Here are the $A$ and $B$ matrices and the eigenvalues of $A$. AB Matrices

Here are the $G$, $H$, and $K$ matrices GHK Matrices

Here is $G-HK$ and its eigenvalues Deadbeats Matrix

However, when I go to implement it in Simulink http://airvigilante194.sdf.org/Scripts/deadbeatJeff03.slx, Simulink appears to treat the system as a continuous-time system and sort-of passes straight through the unit step inputs.

Simulink File Scope 01 Output Scope 02 Output Scope 03 Output

(The other 3 scopes are just the derivatives of the first three scopes, so zero with the unit step passed straight through.)

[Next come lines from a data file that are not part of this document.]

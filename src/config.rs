use std::fs;
use std::path::{Path, PathBuf};
use std::sync::LazyLock;

use clap::Parser;
use directories::ProjectDirs;
use serde::Deserialize;
use serde_json::{Value, json};

use crate::embedder::{Device, EmbeddingModel};
use crate::error::ConfigError;
use crate::preprocess::DEFAULT_EXTENSIONS;

static DEFAULT_ENV: LazyLock<PathBuf> = LazyLock::new(|| {
    ProjectDirs::from("", "embsearch", "embsearch")
        .map(|dirs| dirs.config_dir().join("config.json"))
        .unwrap_or_else(|| PathBuf::from("config.json"))
});

fn default_env_file() -> PathBuf {
    DEFAULT_ENV.clone()
}

#[derive(Parser, Debug, Clone)]
#[command(name = "embsearch", version, about = "基于余弦相似度的以图搜图工具")]
pub struct Opts {
    /// 配置文件路径
    #[arg(long, value_name = "PATH", default_value_os_t = default_env_file())]
    pub env: PathBuf,
    /// 搜索与指定图片相似的图片，搜索完成后退出
    #[arg(long, value_name = "IMAGE", conflicts_with = "process_only")]
    pub search: Option<PathBuf>,
    /// 只处理参考图片，不进行搜索
    #[arg(long)]
    pub process_only: bool,
    /// 跳过参考图片处理，直接使用数据库中已有的数据进行搜索
    #[arg(long, conflicts_with = "process_only")]
    pub skip_ingest: bool,
    /// 退出时不清理数据库
    #[arg(long)]
    pub no_cleanup: bool,
}

/// 运行模式
#[derive(Debug, Clone, PartialEq, Eq)]
pub enum Mode {
    /// 只处理参考图片
    ProcessOnly,
    /// 搜索一张图片后退出
    Search(PathBuf),
    /// 交互式连续搜索
    Interactive,
}

impl Opts {
    pub fn mode(&self) -> Mode {
        match (&self.search, self.process_only) {
            (_, true) => Mode::ProcessOnly,
            (Some(image), false) => Mode::Search(image.clone()),
            (None, false) => Mode::Interactive,
        }
    }
}

/// 数据库连接参数
#[derive(Debug, Clone, PartialEq, Eq)]
pub enum StoreConfig {
    Postgres { host: String, port: u16, user: String, password: String, database: String },
    Sqlite { path: PathBuf },
}

/// 校验后的配置，运行期间不可变
#[derive(Debug, Clone, PartialEq)]
pub struct Config {
    /// 参考图片目录
    pub source_directory: PathBuf,
    /// 处理后图片的保存目录
    pub processed_directory: PathBuf,
    /// 搜索结果的输出目录
    pub output_directory: PathBuf,
    pub device: Device,
    pub model: EmbeddingModel,
    /// 向量维度，必须与模型输出一致
    pub dimension: usize,
    pub resize_width: u32,
    pub resize_height: u32,
    /// 参考图片后缀，逗号分隔
    pub extensions: String,
    pub store: StoreConfig,
    /// 退出时是否清理数据库
    pub cleanup_on_exit: bool,
}

/// 配置文件的原始内容，所有字段都是可选的，由 [`Config::validate`] 统一检查
#[derive(Debug, Default, Deserialize)]
#[serde(rename_all = "kebab-case")]
struct RawConfig {
    source_directory: Option<PathBuf>,
    processed_directory: Option<PathBuf>,
    output_directory: Option<PathBuf>,
    device: Option<String>,
    model_name: Option<String>,
    embedding_dimension: Option<usize>,
    resize_width: Option<u32>,
    resize_height: Option<u32>,
    supported_extensions: Option<String>,
    postgres_host: Option<String>,
    postgres_port: Option<u16>,
    postgres_user: Option<String>,
    postgres_password: Option<String>,
    postgres_database: Option<String>,
    sqlite_path: Option<PathBuf>,
    cleanup_on_exit: Option<bool>,
}

/// 记录缺失的必填字段，最后一次性报告
struct Required<'a> {
    missing: &'a mut Vec<&'static str>,
}

impl Required<'_> {
    fn take<T>(&mut self, name: &'static str, value: Option<T>) -> Option<T> {
        if value.is_none() {
            self.missing.push(name);
        }
        value
    }
}

impl Config {
    /// 读取并校验配置文件
    pub fn load<P: AsRef<Path>>(path: P) -> Result<Self, ConfigError> {
        let path = path.as_ref();
        let text = fs::read_to_string(path)
            .map_err(|source| ConfigError::Read { path: path.to_path_buf(), source })?;
        Self::from_json(&text)
    }

    pub fn from_json(text: &str) -> Result<Self, ConfigError> {
        let raw: RawConfig = serde_json::from_str(text)?;
        Self::validate(raw)
    }

    fn validate(raw: RawConfig) -> Result<Self, ConfigError> {
        let mut missing = vec![];
        let mut req = Required { missing: &mut missing };

        let source_directory = req.take("source-directory", raw.source_directory);
        let processed_directory = req.take("processed-directory", raw.processed_directory);
        let output_directory = req.take("output-directory", raw.output_directory);
        let device = req.take("device", raw.device);
        let model_name = req.take("model-name", raw.model_name);
        let dimension = req.take("embedding-dimension", raw.embedding_dimension);
        let resize_width = req.take("resize-width", raw.resize_width);
        let resize_height = req.take("resize-height", raw.resize_height);

        let store = match raw.sqlite_path {
            Some(path) => Some(StoreConfig::Sqlite { path }),
            None => {
                let host = req.take("postgres-host", raw.postgres_host);
                let port = req.take("postgres-port", raw.postgres_port);
                let user = req.take("postgres-user", raw.postgres_user);
                let password = req.take("postgres-password", raw.postgres_password);
                let database = req.take("postgres-database", raw.postgres_database);
                match (host, port, user, password, database) {
                    (Some(host), Some(port), Some(user), Some(password), Some(database)) => {
                        Some(StoreConfig::Postgres { host, port, user, password, database })
                    }
                    _ => None,
                }
            }
        };

        let (
            Some(source_directory),
            Some(processed_directory),
            Some(output_directory),
            Some(device),
            Some(model_name),
            Some(dimension),
            Some(resize_width),
            Some(resize_height),
            Some(store),
        ) = (
            source_directory,
            processed_directory,
            output_directory,
            device,
            model_name,
            dimension,
            resize_width,
            resize_height,
            store,
        )
        else {
            return Err(ConfigError::MissingFields(missing));
        };

        let device = device
            .parse::<Device>()
            .map_err(|reason| ConfigError::Invalid { field: "device", reason })?;
        let model = model_name
            .parse::<EmbeddingModel>()
            .map_err(|reason| ConfigError::Invalid { field: "model-name", reason })?;
        if dimension == 0 {
            return Err(invalid("embedding-dimension", "维度必须大于 0"));
        }
        if dimension != model.dimension() {
            return Err(invalid(
                "embedding-dimension",
                format!("模型 {} 的输出维度为 {}，配置为 {}", model, model.dimension(), dimension),
            ));
        }
        if resize_width == 0 {
            return Err(invalid("resize-width", "宽度必须大于 0"));
        }
        if resize_height == 0 {
            return Err(invalid("resize-height", "高度必须大于 0"));
        }
        let extensions = raw.supported_extensions.unwrap_or_else(|| DEFAULT_EXTENSIONS.to_owned());
        if extensions.split(',').all(|s| s.trim().trim_start_matches('.').is_empty()) {
            return Err(invalid("supported-extensions", "至少需要一个后缀"));
        }

        Ok(Self {
            source_directory,
            processed_directory,
            output_directory,
            device,
            model,
            dimension,
            resize_width,
            resize_height,
            extensions,
            store,
            cleanup_on_exit: raw.cleanup_on_exit.unwrap_or(true),
        })
    }

    /// 与配置文件相同格式的 JSON 快照，数据库密码会被隐藏
    pub fn snapshot(&self) -> Value {
        let mut value = json!({
            "source-directory": self.source_directory,
            "processed-directory": self.processed_directory,
            "output-directory": self.output_directory,
            "device": self.device.to_string(),
            "model-name": self.model.to_string(),
            "embedding-dimension": self.dimension,
            "resize-width": self.resize_width,
            "resize-height": self.resize_height,
            "supported-extensions": self.extensions,
            "cleanup-on-exit": self.cleanup_on_exit,
        });
        let store = match &self.store {
            StoreConfig::Postgres { host, port, user, database, .. } => json!({
                "postgres-host": host,
                "postgres-port": port,
                "postgres-user": user,
                "postgres-password": "********",
                "postgres-database": database,
            }),
            StoreConfig::Sqlite { path } => json!({ "sqlite-path": path }),
        };
        if let (Some(map), Value::Object(store)) = (value.as_object_mut(), store) {
            map.extend(store);
        }
        value
    }
}

fn invalid(field: &'static str, reason: impl Into<String>) -> ConfigError {
    ConfigError::Invalid { field, reason: reason.into() }
}

#[cfg(test)]
mod tests {
    use super::*;

    fn postgres_json() -> Value {
        json!({
            "source-directory": "images",
            "processed-directory": "processed",
            "output-directory": "output",
            "device": "cpu",
            "model-name": "histogram-8",
            "embedding-dimension": 512,
            "resize-width": 224,
            "resize-height": 224,
            "postgres-host": "localhost",
            "postgres-port": 5432,
            "postgres-user": "postgres",
            "postgres-password": "secret",
            "postgres-database": "images",
        })
    }

    #[test]
    fn test_load_postgres() {
        let config = Config::from_json(&postgres_json().to_string()).unwrap();
        assert_eq!(config.model, EmbeddingModel::Histogram { bins: 8 });
        assert_eq!(config.dimension, 512);
        assert_eq!(config.device, Device::Cpu);
        assert_eq!(config.extensions, DEFAULT_EXTENSIONS);
        assert!(config.cleanup_on_exit);
        assert_eq!(
            config.store,
            StoreConfig::Postgres {
                host: "localhost".into(),
                port: 5432,
                user: "postgres".into(),
                password: "secret".into(),
                database: "images".into(),
            }
        );
    }

    #[test]
    fn test_sqlite_replaces_postgres_fields() {
        let json = json!({
            "source-directory": "images",
            "processed-directory": "processed",
            "output-directory": "output",
            "device": "cuda",
            "model-name": "thumbnail-16",
            "embedding-dimension": 256,
            "resize-width": 64,
            "resize-height": 32,
            "sqlite-path": "store.db",
            "cleanup-on-exit": false,
        });
        let config = Config::from_json(&json.to_string()).unwrap();
        assert_eq!(config.store, StoreConfig::Sqlite { path: "store.db".into() });
        assert!(!config.cleanup_on_exit);
    }

    #[test]
    fn test_missing_fields_reported_together() {
        let mut json = postgres_json();
        let map = json.as_object_mut().unwrap();
        map.remove("model-name");
        map.remove("postgres-port");
        map.remove("resize-height");
        match Config::from_json(&json.to_string()) {
            Err(ConfigError::MissingFields(fields)) => {
                assert_eq!(fields, vec!["model-name", "resize-height", "postgres-port"]);
            }
            other => panic!("unexpected result: {:?}", other),
        }
    }

    #[test]
    fn test_dimension_must_match_model() {
        let mut json = postgres_json();
        json["embedding-dimension"] = json!(768);
        let err = Config::from_json(&json.to_string()).unwrap_err();
        assert!(matches!(err, ConfigError::Invalid { field: "embedding-dimension", .. }));
    }

    #[test]
    fn test_invalid_values() {
        for (key, value, field) in [
            ("device", json!("tpu"), "device"),
            ("model-name", json!("clip-large"), "model-name"),
            ("resize-width", json!(0), "resize-width"),
        ] {
            let mut json = postgres_json();
            json[key] = value;
            match Config::from_json(&json.to_string()) {
                Err(ConfigError::Invalid { field: f, .. }) => assert_eq!(f, field),
                other => panic!("unexpected result: {:?}", other),
            }
        }
    }

    #[test]
    fn test_wrong_type_is_parse_error() {
        let mut json = postgres_json();
        json["postgres-port"] = json!("5432");
        assert!(matches!(Config::from_json(&json.to_string()), Err(ConfigError::Parse(_))));
    }

    #[test]
    fn test_snapshot_redacts_password() {
        let config = Config::from_json(&postgres_json().to_string()).unwrap();
        let snapshot = config.snapshot();
        assert_eq!(snapshot["postgres-password"], "********");
        assert_eq!(snapshot["postgres-host"], "localhost");
        assert_eq!(snapshot["model-name"], "histogram-8");
        assert_eq!(snapshot["embedding-dimension"], 512);

        // 快照除密码外可以重新加载为相同的配置
        let mut reloaded = snapshot.clone();
        reloaded["postgres-password"] = json!("secret");
        assert_eq!(Config::from_json(&reloaded.to_string()).unwrap(), config);
    }

    #[test]
    fn test_mode() {
        let opts = Opts::parse_from(["embsearch", "--env", "a.json"]);
        assert_eq!(opts.mode(), Mode::Interactive);
        let opts = Opts::parse_from(["embsearch", "--search", "q.jpg", "--no-cleanup"]);
        assert_eq!(opts.mode(), Mode::Search(PathBuf::from("q.jpg")));
        assert!(opts.no_cleanup);
        let opts = Opts::parse_from(["embsearch", "--process-only"]);
        assert_eq!(opts.mode(), Mode::ProcessOnly);
        let conflict = Opts::try_parse_from(["embsearch", "--process-only", "--search", "q.jpg"]);
        assert!(conflict.is_err());
    }
}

Strangely, when I implement the system in Simulink using $G, B,$ and $K$, the eigenvalues of $G-BK = G-IK = G-K$ all have real part between -8.4 and -9.6, so this does function as a sort-of deadbeat control, keeping the system at or very near the set-point of 0 http://airvigilante194.sdf.org/Scripts/deadbeatJeff02.slx.

Here is $G-K$ and its eigenvalues G-BK Matrix

Scope 01 B=I Scope 02 B=I Scope 03 B=I

Here is the system without the feedback loop and $K$ http://airvigilante194.sdf.org/Scripts/deadbeatJeff01.slx.

Simulink No Loop Scope 01 No Loop Scope 02 No Loop Scope 03 No Loop

You can see, in continuous time, it has one negative real part eigenvalue, which just grows linearly with the unit step, one positive real part eigenvalue, which grows exponentially, and one purely imaginary eigenvalue (really, two) that oscillates (The other three scopes are just the derivatives of these scopes, with the same linear growth from the unit step from the first). Here are the eigenvalues of $G$ and their moduli ("moduluses")

G Eigenvalues

You can see it has two with modulus $>1$, two with modulus $<1$ and two with modulus $=1$, so it is displaying the correct behavior for discrete time.

Would someone help me puzzle out how to implement deadbeat control in deadbeatJeff03.slx, so the systems returns to the set-point of 0 in $ \le 0.6 s$? I suspect and hope it's something simple I'm missing. Thanks in advance.

Edit: When I use $0 = G-HK$ for the $G$ matrix, $I$ for the $H$ matrix, and no feedback loop in the discrete-time block diagram, it does indeed display deadbeat control. http://airvigilante194.sdf.org/Scripts/deadbeatJeff04.slx Something about putting in the feedback loop with the gain matrix $K$ appears to make Simulink treat the system as a continuous-time system. If someone understands that phenomenon and can instruct me as to how to put a feedback loop on a discrete-time system and make it still discrete-time in Simulink, "that'd be great"; otherwise, I can just do this kluge.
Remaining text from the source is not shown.